Actionbook supports two browser control modes:

| Mode | Flag | Use Case |
|------|------|----------|
| **CDP** (default) | (none) | Launches a dedicated browser instance via Chrome DevTools Protocol |
| **Extension** | `--extension` | Controls the user's existing Chrome browser via a Chrome Extension + WebSocket bridge |

**Extension mode:** Use when the user wants to operate their already-open Chrome (existing logins, cookies, tabs), or when the task requires the user's real session state.

**CDP mode (default):** Use for clean environments, headless automation, CI/CD, or profile-based session isolation.

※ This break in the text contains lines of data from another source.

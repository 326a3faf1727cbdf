// `gatehouse sign-in`: password sign-in against a workspace.

use std::sync::Arc;

use anyhow::anyhow;
use clap::Args;
use gatehouse_auth::{config::AuthConfig, token::LoginTokenService, AuthService};
use gatehouse_common::types::Credentials;
use serde::Serialize;
use uuid::Uuid;

use crate::output::{self, OutputFormat};

#[derive(Debug, Args)]
pub struct SignInArgs {
    /// Workspace to sign in to.
    #[arg(long)]
    workspace: Uuid,

    /// Account email address. The password is read from stdin.
    #[arg(long)]
    email: String,
}

#[derive(Debug, Serialize)]
struct SignInResult {
    user_id: Uuid,
    email: String,
    workspace_id: Uuid,
    login_token: String,
    expires_in_seconds: i64,
}

pub async fn run(args: SignInArgs, config: &AuthConfig, format: OutputFormat) -> anyhow::Result<()> {
    let password = super::read_secret_from_stdin()?;
    let store = super::connect_store(config).await?;
    let workspace = store
        .get_workspace(args.workspace)
        .await?
        .ok_or_else(|| anyhow!("workspace {} not found", args.workspace))?;

    let tokens = LoginTokenService::new(&config.token_secret, config.login_token_ttl_seconds)?;
    let service = AuthService::with_store(Arc::new(store), tokens, config.password_auth_enabled);

    let grant = service
        .sign_in_with_password(&Credentials::new(args.email, password), &workspace)
        .await?;

    let result = SignInResult {
        user_id: grant.user.id,
        email: grant.user.email,
        workspace_id: grant.workspace_id,
        login_token: grant.login_token,
        expires_in_seconds: grant.expires_in_seconds,
    };
    output::print_output(format, &result, |r| {
        format!(
            "Signed in as {} (token expires in {}s)\n{}",
            r.email, r.expires_in_seconds, r.login_token
        )
    })?;
    Ok(())
}
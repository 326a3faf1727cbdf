use anyhow::{Context, Result};
use sqlx::{migrate::Migrator, postgres::PgPool};

pub static MIGRATOR: Migrator = sqlx::migrate!("./src/db/migrations");

pub async fn run_migrations(pool: &PgPool) -> Result<()> {
    MIGRATOR.run(pool).await.context("failed to apply gatehouse postgres migrations")
}
// Sign-in service configuration.
//
// Centralizes environment variable parsing with defaults for local
// development.

use std::time::Duration;

use crate::{invitation::DEFAULT_INVITE_EXPIRY_HOURS, token::DEFAULT_LOGIN_TOKEN_TTL_SECONDS};

const DEV_TOKEN_SECRET: &str = "gatehouse_local_development_token_secret_32_chars";

/// Connection pool sizing for the sign-in database.
#[derive(Debug, Clone, PartialEq, Eq)]
pub struct PoolSettings {
    pub min_connections: u32,
    pub max_connections: u32,
    pub acquire_timeout: Duration,
}

impl Default for PoolSettings {
    fn default() -> Self {
        Self { min_connections: 2, max_connections: 20, acquire_timeout: Duration::from_secs(10) }
    }
}

/// Core auth configuration.
///
/// Constructed via [`AuthConfig::from_env`] which reads environment
/// variables and falls back to development defaults.
#[derive(Debug, Clone)]
pub struct AuthConfig {
    /// PostgreSQL connection string.
    pub database_url: Option<String>,
    /// Log filter directive (e.g. `info`, `gatehouse_auth=debug`).
    pub log_filter: String,
    /// Emit logs as JSON lines instead of human-readable text.
    pub log_json: bool,
    /// HS256 secret for login tokens.
    pub token_secret: String,
    pub login_token_ttl_seconds: i64,
    pub invite_expiry_hours: u32,
    /// Server-wide switch for email/password sign-in.
    pub password_auth_enabled: bool,
    pub pool: PoolSettings,
}

impl AuthConfig {
    /// Parse configuration from environment variables.
    ///
    /// | Variable | Default |
    /// |---|---|
    /// | `GATEHOUSE_AUTH_DATABASE_URL` | *(none)* |
    /// | `GATEHOUSE_AUTH_LOG_FILTER` | `info` |
    /// | `GATEHOUSE_AUTH_LOG_JSON` | `false` |
    /// | `GATEHOUSE_AUTH_TOKEN_SECRET` | dev-only placeholder |
    /// | `GATEHOUSE_AUTH_LOGIN_TOKEN_TTL_SECS` | `900` |
    /// | `GATEHOUSE_AUTH_INVITE_EXPIRY_HOURS` | `72` |
    /// | `GATEHOUSE_AUTH_PASSWORD_AUTH_ENABLED` | `true` |
    /// | `GATEHOUSE_AUTH_DB_MIN_CONNECTIONS` | `2` |
    /// | `GATEHOUSE_AUTH_DB_MAX_CONNECTIONS` | `20` |
    /// | `GATEHOUSE_AUTH_DB_ACQUIRE_TIMEOUT_SECS` | `10` |
    pub fn from_env() -> Self {
        Self::from_env_fn(|key| std::env::var(key))
    }

    /// Testable constructor that accepts an environment lookup function.
    pub(crate) fn from_env_fn<F>(env: F) -> Self
    where
        F: Fn(&str) -> Result<String, std::env::VarError>,
    {
        let database_url =
            env("GATEHOUSE_AUTH_DATABASE_URL").ok().filter(|value| !value.trim().is_empty());

        let log_filter = env("GATEHOUSE_AUTH_LOG_FILTER").unwrap_or_else(|_| "info".into());
        let log_json = parse_bool(env("GATEHOUSE_AUTH_LOG_JSON").ok()).unwrap_or(false);

        let token_secret = env("GATEHOUSE_AUTH_TOKEN_SECRET")
            .ok()
            .filter(|value| !value.trim().is_empty())
            .unwrap_or_else(|| DEV_TOKEN_SECRET.into());

        let login_token_ttl_seconds = env("GATEHOUSE_AUTH_LOGIN_TOKEN_TTL_SECS")
            .ok()
            .and_then(|value| value.parse::<i64>().ok())
            .filter(|value| *value > 0)
            .unwrap_or(DEFAULT_LOGIN_TOKEN_TTL_SECONDS);

        let invite_expiry_hours = env("GATEHOUSE_AUTH_INVITE_EXPIRY_HOURS")
            .ok()
            .and_then(|value| value.parse::<u32>().ok())
            .filter(|value| *value > 0)
            .unwrap_or(DEFAULT_INVITE_EXPIRY_HOURS);

        let password_auth_enabled =
            parse_bool(env("GATEHOUSE_AUTH_PASSWORD_AUTH_ENABLED").ok()).unwrap_or(true);

        let defaults = PoolSettings::default();
        let max_connections = env("GATEHOUSE_AUTH_DB_MAX_CONNECTIONS")
            .ok()
            .and_then(|value| value.parse::<u32>().ok())
            .filter(|value| *value > 0)
            .unwrap_or(defaults.max_connections);
        // Never keep more idle connections than the pool may open.
        let min_connections = env("GATEHOUSE_AUTH_DB_MIN_CONNECTIONS")
            .ok()
            .and_then(|value| value.parse::<u32>().ok())
            .unwrap_or(defaults.min_connections)
            .min(max_connections);
        let acquire_timeout = env("GATEHOUSE_AUTH_DB_ACQUIRE_TIMEOUT_SECS")
            .ok()
            .and_then(|value| value.parse::<u64>().ok())
            .filter(|value| *value > 0)
            .map(Duration::from_secs)
            .unwrap_or(defaults.acquire_timeout);
        let pool = PoolSettings { min_connections, max_connections, acquire_timeout };

        Self {
            database_url,
            log_filter,
            log_json,
            token_secret,
            login_token_ttl_seconds,
            invite_expiry_hours,
            password_auth_enabled,
            pool,
        }
    }

    /// Returns true when using the development-only token secret.
    pub fn is_dev_token_secret(&self) -> bool {
        self.token_secret == DEV_TOKEN_SECRET
    }
}

fn parse_bool(value: Option<String>) -> Option<bool> {
    match value?.trim().to_ascii_lowercase().as_str() {
        "1" | "true" | "yes" | "on" => Some(true),
        "0" | "false" | "no" | "off" => Some(false),
        _ => None,
    }
}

All commands work identically in both modes β€” the only difference is the `--extension` flag (or `ACTIONBOOK_EXTENSION=1`).

## How to Use

> **CRITICAL RULE β€” Action Manual First (Per-Page-Type):**
> Before executing ANY `actionbook browser` command on a page, complete Phase 1 (`actionbook search` β†’ `actionbook get`). This includes ALL browser commands: `click`, `fill`, `text`, `eval`, `snapshot`, `screenshot`, and any other interaction.
>
> **This rule applies per page type.** Every time you navigate to a page with a different URL pattern, repeat Phase 1 before any interaction:
>
> 1. `actionbook search` β€” query by task description for the new page type
> 2. `actionbook get` β€” if a manual exists, retrieve selectors
> 3. **Only then** execute browser commands, using Action Manual selectors first
> 4. If no manual exists β†’ `actionbook browser snapshot` as fallback
>
> **What counts as a "different page type":**
> - Different URL path structure (e.g., `x.com/home` β†’ `x.com/:user/status/:id`)
> - Different functional purpose (e.g., search results page β†’ item detail page)
> - Different domain or subdomain
> - Note: Pagination, sorting, or refreshing within the same page type does NOT count
>
> **Common violation:** Having prior knowledge of a site's DOM does NOT exempt you from this rule. Action Manual selectors are pre-verified and maintained; selectors from memory may be outdated.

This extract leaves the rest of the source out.